• [THE TASK]: Repeat the first line of the listing and each line after it, exactly, through the line containing "Manage mining topics".
___ EXERCISE INPUT ___
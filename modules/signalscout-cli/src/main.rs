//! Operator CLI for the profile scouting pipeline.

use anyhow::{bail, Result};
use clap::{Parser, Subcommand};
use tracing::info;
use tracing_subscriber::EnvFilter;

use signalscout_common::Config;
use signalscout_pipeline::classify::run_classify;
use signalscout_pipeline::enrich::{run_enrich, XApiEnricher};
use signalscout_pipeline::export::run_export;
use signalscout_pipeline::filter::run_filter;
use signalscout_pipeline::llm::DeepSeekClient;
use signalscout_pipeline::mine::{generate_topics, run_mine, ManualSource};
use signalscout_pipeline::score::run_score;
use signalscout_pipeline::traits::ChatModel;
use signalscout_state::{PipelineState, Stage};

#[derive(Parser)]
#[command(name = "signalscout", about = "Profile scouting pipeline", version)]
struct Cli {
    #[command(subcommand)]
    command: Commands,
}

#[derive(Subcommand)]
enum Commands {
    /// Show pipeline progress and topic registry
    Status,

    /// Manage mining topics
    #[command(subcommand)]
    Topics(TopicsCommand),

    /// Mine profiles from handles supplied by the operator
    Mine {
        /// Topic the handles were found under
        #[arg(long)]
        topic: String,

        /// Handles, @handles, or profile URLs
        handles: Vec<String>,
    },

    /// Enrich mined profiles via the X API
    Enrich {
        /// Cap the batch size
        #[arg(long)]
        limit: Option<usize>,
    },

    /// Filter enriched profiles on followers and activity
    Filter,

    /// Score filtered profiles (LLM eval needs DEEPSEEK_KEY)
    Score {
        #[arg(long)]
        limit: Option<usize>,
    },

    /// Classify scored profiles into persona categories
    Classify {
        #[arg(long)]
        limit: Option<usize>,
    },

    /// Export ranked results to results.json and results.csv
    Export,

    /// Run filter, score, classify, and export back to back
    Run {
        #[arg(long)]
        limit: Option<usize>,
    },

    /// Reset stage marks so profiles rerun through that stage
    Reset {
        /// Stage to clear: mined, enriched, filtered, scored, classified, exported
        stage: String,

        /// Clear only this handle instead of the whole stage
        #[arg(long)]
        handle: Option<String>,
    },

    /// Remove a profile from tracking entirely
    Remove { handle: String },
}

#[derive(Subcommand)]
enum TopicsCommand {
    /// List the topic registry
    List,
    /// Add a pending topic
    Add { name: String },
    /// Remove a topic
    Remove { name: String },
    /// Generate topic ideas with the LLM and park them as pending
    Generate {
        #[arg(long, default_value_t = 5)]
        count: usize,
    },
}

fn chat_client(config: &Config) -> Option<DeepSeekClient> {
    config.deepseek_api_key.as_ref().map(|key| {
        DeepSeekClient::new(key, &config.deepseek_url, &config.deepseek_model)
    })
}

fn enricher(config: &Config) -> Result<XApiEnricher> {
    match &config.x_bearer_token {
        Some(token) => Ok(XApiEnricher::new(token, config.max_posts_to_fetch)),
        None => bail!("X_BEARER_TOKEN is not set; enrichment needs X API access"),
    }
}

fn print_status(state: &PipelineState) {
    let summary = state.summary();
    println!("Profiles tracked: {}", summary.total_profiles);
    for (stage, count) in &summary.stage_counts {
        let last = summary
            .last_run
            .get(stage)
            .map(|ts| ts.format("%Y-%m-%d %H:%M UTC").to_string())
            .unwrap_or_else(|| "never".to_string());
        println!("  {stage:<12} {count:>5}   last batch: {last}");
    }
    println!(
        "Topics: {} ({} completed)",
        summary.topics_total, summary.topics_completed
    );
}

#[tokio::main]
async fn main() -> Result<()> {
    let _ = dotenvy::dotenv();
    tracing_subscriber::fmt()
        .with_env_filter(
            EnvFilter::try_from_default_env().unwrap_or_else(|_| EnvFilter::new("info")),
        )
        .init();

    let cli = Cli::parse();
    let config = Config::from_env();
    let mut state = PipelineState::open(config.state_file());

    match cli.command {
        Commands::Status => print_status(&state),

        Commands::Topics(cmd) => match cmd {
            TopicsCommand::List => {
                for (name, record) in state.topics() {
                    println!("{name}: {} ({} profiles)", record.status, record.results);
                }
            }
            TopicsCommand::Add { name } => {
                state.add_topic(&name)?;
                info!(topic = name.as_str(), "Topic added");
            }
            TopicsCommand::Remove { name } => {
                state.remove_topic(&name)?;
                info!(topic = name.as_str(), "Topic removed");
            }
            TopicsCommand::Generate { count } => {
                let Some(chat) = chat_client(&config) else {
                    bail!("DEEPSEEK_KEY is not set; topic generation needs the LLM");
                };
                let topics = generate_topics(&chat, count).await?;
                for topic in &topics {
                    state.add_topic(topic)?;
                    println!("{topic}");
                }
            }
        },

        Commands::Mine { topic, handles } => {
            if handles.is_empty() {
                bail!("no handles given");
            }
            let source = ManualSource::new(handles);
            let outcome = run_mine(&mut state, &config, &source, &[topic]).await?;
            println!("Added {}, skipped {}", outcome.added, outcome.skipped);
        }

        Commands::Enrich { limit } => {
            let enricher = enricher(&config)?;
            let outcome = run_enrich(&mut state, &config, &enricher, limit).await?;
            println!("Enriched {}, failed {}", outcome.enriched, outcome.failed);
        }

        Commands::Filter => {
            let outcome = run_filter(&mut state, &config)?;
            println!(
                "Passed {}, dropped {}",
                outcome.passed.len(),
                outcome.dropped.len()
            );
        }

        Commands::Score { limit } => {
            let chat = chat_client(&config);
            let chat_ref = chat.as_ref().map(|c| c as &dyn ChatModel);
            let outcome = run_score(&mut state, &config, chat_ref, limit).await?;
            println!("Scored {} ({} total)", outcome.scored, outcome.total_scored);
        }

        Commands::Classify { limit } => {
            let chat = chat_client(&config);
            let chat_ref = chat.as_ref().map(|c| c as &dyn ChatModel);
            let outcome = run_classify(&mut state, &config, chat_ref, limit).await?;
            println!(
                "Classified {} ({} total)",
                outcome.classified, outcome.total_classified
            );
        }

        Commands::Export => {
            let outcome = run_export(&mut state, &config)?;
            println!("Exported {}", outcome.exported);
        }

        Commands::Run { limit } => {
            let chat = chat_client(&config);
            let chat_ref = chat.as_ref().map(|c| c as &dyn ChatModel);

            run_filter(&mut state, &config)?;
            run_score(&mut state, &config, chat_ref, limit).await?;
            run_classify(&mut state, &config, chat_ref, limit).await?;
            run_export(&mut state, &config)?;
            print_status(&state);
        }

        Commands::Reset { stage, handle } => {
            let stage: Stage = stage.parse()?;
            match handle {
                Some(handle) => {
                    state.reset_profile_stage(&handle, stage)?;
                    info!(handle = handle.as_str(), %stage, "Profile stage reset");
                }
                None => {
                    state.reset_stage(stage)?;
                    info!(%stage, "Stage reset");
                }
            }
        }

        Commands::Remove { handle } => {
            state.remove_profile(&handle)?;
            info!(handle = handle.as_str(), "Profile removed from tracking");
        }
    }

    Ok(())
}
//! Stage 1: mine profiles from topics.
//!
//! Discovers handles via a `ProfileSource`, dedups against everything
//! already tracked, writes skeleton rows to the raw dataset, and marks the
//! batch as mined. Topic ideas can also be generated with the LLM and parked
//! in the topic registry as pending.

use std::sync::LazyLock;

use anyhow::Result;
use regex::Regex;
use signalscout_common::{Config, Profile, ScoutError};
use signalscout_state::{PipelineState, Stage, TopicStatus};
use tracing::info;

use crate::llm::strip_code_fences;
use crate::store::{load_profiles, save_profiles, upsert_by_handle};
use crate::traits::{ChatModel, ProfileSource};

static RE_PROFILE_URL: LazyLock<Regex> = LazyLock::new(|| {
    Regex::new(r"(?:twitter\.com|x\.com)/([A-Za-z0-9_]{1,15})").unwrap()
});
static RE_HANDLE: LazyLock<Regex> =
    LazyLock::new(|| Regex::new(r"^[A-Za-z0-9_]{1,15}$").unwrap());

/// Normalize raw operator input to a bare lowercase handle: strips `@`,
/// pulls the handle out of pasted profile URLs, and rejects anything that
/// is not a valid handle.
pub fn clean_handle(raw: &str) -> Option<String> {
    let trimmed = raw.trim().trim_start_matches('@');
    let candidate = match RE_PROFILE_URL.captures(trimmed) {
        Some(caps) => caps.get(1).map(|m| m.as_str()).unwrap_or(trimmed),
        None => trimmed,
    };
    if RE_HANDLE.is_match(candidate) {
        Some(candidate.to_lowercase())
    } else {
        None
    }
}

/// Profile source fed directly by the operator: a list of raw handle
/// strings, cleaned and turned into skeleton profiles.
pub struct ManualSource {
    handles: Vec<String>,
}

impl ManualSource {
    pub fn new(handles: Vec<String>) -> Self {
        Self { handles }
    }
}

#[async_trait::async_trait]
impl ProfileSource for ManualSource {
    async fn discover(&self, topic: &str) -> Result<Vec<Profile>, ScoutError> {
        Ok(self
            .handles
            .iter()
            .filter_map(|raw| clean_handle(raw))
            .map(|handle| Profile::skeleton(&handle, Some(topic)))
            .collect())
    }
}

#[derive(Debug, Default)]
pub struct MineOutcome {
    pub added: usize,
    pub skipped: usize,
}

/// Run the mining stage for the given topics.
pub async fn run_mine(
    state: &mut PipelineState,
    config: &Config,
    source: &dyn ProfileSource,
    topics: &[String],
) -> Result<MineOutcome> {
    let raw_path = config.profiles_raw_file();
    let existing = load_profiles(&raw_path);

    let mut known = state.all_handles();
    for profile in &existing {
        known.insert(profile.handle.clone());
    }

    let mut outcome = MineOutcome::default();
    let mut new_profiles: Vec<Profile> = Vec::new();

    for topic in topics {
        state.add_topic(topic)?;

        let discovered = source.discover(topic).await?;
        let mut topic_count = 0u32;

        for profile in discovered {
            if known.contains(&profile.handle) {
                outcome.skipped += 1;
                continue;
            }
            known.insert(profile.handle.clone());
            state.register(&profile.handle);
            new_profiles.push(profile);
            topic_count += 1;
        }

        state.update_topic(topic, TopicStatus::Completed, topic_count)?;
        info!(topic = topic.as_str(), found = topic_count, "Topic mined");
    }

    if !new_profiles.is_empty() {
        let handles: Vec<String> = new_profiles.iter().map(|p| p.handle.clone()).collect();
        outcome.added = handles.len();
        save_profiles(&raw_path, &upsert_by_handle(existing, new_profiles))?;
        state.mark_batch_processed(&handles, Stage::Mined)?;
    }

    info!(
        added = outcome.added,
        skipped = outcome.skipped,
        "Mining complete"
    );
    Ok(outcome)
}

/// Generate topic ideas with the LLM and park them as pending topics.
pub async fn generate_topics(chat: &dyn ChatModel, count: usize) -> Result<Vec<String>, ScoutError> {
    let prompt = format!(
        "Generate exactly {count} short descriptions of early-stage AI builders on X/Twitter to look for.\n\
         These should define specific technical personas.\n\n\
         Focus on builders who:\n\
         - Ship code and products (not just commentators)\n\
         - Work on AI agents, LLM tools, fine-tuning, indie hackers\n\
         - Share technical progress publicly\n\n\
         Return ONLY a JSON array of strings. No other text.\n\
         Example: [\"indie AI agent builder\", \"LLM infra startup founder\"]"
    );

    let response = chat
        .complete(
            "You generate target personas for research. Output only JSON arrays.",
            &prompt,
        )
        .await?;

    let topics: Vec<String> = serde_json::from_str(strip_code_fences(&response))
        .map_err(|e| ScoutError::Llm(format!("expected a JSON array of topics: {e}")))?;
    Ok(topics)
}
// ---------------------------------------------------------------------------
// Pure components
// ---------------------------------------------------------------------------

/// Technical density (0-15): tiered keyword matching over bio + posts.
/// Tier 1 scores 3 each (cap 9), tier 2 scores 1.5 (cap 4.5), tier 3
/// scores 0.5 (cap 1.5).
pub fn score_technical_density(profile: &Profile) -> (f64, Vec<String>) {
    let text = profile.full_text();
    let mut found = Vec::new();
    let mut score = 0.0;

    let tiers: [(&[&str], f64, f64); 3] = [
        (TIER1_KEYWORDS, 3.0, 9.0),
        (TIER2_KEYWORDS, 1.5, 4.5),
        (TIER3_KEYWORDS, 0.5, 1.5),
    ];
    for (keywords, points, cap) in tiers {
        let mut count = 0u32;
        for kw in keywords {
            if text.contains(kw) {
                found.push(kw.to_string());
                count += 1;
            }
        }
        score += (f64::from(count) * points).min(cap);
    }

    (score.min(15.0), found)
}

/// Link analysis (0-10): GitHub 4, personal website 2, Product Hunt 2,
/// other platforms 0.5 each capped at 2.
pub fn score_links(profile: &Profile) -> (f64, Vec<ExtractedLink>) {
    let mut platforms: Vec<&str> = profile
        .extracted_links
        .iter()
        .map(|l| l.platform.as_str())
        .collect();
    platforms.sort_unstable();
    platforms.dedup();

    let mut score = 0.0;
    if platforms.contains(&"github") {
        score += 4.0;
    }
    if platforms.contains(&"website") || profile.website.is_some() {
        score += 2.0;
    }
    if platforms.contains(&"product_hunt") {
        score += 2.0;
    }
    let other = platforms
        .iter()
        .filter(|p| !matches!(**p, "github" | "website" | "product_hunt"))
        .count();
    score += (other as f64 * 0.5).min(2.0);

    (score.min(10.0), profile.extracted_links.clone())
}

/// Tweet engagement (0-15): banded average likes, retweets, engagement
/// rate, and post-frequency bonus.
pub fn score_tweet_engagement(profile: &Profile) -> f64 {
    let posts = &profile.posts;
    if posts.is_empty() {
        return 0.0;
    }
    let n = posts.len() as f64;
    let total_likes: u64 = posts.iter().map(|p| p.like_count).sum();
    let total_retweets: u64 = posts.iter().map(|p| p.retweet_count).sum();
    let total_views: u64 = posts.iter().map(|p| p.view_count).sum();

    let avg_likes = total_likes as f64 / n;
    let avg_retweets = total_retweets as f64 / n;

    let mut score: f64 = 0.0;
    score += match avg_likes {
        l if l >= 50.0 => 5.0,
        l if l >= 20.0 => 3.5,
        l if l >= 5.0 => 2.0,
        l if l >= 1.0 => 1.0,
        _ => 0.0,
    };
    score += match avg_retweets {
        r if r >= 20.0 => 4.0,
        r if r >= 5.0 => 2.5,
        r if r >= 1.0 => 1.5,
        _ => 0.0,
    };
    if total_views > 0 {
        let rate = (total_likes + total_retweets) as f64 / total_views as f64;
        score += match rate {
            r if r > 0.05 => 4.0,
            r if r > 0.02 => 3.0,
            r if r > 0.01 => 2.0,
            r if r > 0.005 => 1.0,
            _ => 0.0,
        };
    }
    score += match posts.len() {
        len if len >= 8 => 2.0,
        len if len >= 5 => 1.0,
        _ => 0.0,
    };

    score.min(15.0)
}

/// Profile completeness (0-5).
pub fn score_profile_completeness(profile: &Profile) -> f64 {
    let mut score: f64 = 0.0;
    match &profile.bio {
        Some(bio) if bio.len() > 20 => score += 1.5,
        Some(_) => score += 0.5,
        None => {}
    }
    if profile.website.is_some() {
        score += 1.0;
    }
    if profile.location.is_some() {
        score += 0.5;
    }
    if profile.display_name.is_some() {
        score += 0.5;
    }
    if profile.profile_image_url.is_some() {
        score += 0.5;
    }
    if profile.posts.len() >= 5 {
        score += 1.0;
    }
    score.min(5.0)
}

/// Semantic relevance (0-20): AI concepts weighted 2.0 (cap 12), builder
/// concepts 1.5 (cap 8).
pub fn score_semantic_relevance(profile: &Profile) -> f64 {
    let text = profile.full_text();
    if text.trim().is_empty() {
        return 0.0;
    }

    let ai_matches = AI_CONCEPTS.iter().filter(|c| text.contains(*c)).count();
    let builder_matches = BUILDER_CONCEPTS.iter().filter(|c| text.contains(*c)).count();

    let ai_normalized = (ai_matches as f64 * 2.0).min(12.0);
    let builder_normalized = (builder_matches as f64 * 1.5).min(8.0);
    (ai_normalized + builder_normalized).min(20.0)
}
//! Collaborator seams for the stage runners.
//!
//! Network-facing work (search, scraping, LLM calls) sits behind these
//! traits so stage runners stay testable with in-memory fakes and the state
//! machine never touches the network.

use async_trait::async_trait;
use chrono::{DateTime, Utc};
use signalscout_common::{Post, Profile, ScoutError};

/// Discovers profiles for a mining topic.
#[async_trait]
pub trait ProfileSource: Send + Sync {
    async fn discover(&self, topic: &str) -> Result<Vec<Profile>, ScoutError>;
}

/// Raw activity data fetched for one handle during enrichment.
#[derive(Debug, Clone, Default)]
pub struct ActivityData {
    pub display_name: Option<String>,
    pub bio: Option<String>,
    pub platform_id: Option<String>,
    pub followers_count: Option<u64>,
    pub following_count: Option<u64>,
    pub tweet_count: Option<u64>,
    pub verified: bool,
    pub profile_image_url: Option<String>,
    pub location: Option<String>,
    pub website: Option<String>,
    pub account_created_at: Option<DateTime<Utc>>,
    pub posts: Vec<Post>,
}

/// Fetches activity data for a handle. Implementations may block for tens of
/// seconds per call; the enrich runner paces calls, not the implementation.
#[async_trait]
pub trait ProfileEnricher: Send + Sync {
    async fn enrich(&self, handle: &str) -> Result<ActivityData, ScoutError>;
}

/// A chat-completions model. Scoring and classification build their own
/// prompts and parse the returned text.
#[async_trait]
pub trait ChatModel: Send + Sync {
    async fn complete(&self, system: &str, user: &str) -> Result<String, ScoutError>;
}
___
• [SOLVED PROBLEM]:
filename modules/signalscout-cli/src/main.rs
//! Operator CLI for the profile scouting pipeline.

use anyhow::{bail, Result};
use clap::{Parser, Subcommand};
use tracing::info;
use tracing_subscriber::EnvFilter;

use signalscout_common::Config;
use signalscout_pipeline::classify::run_classify;
use signalscout_pipeline::enrich::{run_enrich, XApiEnricher};
use signalscout_pipeline::export::run_export;
use signalscout_pipeline::filter::run_filter;
use signalscout_pipeline::llm::DeepSeekClient;
use signalscout_pipeline::mine::{generate_topics, run_mine, ManualSource};
use signalscout_pipeline::score::run_score;
use signalscout_pipeline::traits::ChatModel;
use signalscout_state::{PipelineState, Stage};

#[derive(Parser)]
#[command(name = "signalscout", about = "Profile scouting pipeline", version)]
struct Cli {
    #[command(subcommand)]
    command: Commands,
}

#[derive(Subcommand)]
enum Commands {
    /// Show pipeline progress and topic registry
    Status,

    /// Manage mining topics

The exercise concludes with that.